= Work to complete =
From the entries, return every line where the string "WizardSessionState" shows up.

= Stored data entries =
+--
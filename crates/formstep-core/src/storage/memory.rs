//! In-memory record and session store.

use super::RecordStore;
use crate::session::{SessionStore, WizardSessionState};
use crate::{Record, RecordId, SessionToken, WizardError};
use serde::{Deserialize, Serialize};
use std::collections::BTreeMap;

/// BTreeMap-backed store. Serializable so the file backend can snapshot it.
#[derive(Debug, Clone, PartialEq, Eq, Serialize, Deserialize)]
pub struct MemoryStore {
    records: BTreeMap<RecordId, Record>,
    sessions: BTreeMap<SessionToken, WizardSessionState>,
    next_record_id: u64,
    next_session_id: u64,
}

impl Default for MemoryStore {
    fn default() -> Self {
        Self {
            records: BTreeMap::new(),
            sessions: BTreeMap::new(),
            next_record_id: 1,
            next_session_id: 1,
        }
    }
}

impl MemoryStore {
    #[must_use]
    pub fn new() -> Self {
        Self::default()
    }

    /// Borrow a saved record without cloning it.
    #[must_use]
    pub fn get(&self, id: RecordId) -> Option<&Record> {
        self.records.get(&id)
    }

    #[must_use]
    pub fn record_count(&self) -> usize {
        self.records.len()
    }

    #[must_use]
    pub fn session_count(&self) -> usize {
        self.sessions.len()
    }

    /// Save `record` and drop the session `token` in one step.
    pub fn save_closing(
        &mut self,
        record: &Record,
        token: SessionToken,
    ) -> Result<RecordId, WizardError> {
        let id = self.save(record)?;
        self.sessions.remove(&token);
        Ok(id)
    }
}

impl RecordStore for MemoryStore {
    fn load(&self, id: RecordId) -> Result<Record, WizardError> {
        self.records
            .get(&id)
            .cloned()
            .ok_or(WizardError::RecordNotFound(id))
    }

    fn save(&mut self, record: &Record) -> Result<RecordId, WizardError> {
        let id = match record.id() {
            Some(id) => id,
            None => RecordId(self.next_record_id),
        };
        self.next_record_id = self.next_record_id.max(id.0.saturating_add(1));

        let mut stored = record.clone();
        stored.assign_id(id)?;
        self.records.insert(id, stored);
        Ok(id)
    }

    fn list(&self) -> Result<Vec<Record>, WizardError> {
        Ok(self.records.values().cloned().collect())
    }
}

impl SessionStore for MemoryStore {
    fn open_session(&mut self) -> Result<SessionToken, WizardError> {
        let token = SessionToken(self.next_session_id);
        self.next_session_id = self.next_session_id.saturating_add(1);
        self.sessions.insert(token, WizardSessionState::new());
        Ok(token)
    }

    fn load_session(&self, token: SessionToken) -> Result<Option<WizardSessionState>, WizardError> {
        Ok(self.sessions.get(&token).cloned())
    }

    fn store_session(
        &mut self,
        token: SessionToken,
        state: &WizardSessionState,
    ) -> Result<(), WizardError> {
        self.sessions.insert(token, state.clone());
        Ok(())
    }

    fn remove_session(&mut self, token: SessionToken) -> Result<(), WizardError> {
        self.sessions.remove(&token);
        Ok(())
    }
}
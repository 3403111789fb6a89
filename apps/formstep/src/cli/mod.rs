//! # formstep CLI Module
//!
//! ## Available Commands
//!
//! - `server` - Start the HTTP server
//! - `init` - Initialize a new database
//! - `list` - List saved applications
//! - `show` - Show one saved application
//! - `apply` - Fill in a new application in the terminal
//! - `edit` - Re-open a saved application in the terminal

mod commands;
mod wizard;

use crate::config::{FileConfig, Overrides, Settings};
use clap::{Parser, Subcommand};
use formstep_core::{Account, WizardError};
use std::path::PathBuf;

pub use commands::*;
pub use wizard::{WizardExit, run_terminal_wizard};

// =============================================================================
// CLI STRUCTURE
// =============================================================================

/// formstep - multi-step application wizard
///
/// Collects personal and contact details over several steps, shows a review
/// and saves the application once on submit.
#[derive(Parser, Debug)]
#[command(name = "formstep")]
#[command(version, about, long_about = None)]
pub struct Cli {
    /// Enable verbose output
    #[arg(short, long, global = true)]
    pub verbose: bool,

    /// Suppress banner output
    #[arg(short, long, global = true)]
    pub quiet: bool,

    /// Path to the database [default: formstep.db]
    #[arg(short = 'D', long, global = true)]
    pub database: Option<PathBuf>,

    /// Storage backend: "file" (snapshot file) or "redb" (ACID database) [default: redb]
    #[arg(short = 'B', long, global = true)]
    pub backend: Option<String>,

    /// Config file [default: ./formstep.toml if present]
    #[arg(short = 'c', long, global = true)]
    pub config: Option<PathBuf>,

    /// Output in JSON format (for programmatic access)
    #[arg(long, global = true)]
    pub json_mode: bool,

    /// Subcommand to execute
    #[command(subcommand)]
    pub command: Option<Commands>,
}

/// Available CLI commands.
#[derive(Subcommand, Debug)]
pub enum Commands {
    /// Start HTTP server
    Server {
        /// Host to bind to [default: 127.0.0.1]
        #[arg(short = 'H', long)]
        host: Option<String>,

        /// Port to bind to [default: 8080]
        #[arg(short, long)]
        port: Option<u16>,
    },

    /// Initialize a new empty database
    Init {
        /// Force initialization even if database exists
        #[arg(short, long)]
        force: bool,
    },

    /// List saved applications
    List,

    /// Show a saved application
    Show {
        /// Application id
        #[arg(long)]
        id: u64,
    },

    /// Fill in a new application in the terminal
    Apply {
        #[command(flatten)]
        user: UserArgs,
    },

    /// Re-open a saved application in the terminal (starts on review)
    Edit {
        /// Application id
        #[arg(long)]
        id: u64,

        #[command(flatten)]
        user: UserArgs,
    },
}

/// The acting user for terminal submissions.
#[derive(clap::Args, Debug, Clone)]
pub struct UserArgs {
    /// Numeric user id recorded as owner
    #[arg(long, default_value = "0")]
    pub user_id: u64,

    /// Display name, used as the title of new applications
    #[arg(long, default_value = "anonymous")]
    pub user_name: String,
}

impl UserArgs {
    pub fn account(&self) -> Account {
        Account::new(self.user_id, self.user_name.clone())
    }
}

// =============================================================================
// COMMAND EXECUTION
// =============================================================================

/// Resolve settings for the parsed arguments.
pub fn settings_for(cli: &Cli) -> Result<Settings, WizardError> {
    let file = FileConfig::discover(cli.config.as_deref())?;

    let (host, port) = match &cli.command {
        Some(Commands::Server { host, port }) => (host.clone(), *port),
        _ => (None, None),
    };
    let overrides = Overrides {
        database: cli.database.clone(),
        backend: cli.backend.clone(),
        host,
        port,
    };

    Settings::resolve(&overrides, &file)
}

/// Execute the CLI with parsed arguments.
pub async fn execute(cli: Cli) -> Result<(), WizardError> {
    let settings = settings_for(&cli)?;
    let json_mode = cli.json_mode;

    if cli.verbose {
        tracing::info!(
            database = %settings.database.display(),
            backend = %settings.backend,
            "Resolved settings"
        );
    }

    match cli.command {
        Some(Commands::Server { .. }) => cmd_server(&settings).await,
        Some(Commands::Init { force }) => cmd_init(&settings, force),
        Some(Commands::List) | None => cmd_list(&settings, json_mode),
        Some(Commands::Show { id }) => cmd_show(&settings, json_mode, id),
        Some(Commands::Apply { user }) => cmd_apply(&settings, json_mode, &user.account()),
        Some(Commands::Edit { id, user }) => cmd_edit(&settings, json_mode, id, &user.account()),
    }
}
+--
= Exercise response =
use crate::session::{SessionStore, WizardSessionState};
    sessions: BTreeMap<SessionToken, WizardSessionState>,
        self.sessions.insert(token, WizardSessionState::new());
    fn load_session(&self, token: SessionToken) -> Result<Option<WizardSessionState>, WizardError> {
        state: &WizardSessionState,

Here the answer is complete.